### Assigned task
In your answer, print each of the records below exactly.

(Stored data entries)
━━━━━━━━━━━━━━━━━━━━━━━━━━━━━━

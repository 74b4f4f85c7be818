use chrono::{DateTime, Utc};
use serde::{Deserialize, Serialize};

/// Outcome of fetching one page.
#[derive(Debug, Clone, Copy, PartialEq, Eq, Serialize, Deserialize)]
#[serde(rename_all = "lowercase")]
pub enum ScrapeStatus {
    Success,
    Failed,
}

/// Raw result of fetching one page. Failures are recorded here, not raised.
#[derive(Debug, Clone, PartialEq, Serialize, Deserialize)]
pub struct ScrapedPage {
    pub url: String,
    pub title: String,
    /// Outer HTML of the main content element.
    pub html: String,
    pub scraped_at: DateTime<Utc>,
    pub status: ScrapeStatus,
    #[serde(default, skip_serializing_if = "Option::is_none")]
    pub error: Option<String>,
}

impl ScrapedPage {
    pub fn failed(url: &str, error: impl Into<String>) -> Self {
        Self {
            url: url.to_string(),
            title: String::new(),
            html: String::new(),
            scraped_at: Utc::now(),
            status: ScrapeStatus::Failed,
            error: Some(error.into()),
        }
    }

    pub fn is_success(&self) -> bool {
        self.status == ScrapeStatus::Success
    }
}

━━━━━━━━━━━━━━━━━━━━━━━━━━━━━━

### Written reply
repository 74b4f4f85c7be818
use chrono::{DateTime, Utc};
use serde::{Deserialize, Serialize};

/// Outcome of fetching one page.
#[derive(Debug, Clone, Copy, PartialEq, Eq, Serialize, Deserialize)]
#[serde(rename_all = "lowercase")]
pub enum ScrapeStatus {
    Success,
    Failed,
}

/// Raw result of fetching one page. Failures are recorded here, not raised.
#[derive(Debug, Clone, PartialEq, Serialize, Deserialize)]
pub struct ScrapedPage {
    pub url: String,
    pub title: String,
    /// Outer HTML of the main content element.
    pub html: String,
    pub scraped_at: DateTime<Utc>,
    pub status: ScrapeStatus,
    #[serde(default, skip_serializing_if = "Option::is_none")]
    pub error: Option<String>,
}

impl ScrapedPage {
    pub fn failed(url: &str, error: impl Into<String>) -> Self {
        Self {
            url: url.to_string(),
            title: String::new(),
            html: String::new(),
            scraped_at: Utc::now(),
            status: ScrapeStatus::Failed,
            error: Some(error.into()),
        }
    }

    pub fn is_success(&self) -> bool {
        self.status == ScrapeStatus::Success
    }
}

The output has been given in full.